Extracted data entries:
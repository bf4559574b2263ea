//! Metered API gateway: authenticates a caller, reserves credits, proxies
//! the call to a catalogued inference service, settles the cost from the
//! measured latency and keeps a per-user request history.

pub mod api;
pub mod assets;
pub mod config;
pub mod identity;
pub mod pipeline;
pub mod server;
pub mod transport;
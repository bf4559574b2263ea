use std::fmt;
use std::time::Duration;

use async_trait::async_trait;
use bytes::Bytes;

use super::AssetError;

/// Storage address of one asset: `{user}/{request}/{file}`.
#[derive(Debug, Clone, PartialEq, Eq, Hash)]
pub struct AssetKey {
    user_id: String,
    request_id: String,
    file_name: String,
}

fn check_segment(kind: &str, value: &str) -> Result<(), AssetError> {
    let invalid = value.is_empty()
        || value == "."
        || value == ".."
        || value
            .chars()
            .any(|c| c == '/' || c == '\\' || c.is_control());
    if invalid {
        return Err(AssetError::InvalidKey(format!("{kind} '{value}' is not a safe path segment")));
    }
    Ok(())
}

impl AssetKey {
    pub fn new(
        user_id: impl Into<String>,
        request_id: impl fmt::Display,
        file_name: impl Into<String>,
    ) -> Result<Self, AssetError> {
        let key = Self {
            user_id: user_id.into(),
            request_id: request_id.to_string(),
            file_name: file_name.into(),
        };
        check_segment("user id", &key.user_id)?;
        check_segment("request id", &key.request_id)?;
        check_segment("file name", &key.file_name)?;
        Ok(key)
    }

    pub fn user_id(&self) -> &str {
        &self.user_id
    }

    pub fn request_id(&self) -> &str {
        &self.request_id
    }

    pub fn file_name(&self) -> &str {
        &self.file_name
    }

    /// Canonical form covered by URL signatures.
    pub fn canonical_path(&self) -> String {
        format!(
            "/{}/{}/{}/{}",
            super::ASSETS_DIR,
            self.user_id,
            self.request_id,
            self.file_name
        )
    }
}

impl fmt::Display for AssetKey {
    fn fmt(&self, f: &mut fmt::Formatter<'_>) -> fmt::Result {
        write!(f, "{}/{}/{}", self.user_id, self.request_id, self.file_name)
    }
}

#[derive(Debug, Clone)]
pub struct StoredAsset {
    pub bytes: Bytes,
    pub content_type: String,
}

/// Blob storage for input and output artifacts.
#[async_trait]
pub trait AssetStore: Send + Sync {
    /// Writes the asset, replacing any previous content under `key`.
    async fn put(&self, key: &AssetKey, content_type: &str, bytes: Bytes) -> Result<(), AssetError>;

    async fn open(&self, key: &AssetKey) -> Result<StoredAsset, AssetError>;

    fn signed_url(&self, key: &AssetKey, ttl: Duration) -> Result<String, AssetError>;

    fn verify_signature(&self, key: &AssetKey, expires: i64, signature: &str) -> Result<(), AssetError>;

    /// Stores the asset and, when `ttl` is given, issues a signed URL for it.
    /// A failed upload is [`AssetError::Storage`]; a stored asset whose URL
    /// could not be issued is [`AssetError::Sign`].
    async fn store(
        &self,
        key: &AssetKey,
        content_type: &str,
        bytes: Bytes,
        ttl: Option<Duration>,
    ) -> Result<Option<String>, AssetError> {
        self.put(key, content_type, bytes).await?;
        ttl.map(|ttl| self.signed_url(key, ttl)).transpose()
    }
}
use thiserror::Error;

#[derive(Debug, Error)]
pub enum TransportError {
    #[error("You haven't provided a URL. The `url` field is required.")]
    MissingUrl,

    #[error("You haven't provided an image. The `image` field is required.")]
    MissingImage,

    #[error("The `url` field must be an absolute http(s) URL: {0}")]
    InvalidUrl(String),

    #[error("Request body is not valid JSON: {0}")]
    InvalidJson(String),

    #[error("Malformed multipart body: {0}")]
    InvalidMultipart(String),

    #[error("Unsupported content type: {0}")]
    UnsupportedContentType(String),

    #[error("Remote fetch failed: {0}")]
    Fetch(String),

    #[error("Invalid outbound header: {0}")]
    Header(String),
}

— WORK ITEM —
Return each line from the entries above that includes "Clone".

— RESPONSE BELOW —
#[derive(Debug, Clone, PartialEq, Eq, Hash)]
#[derive(Debug, Clone)]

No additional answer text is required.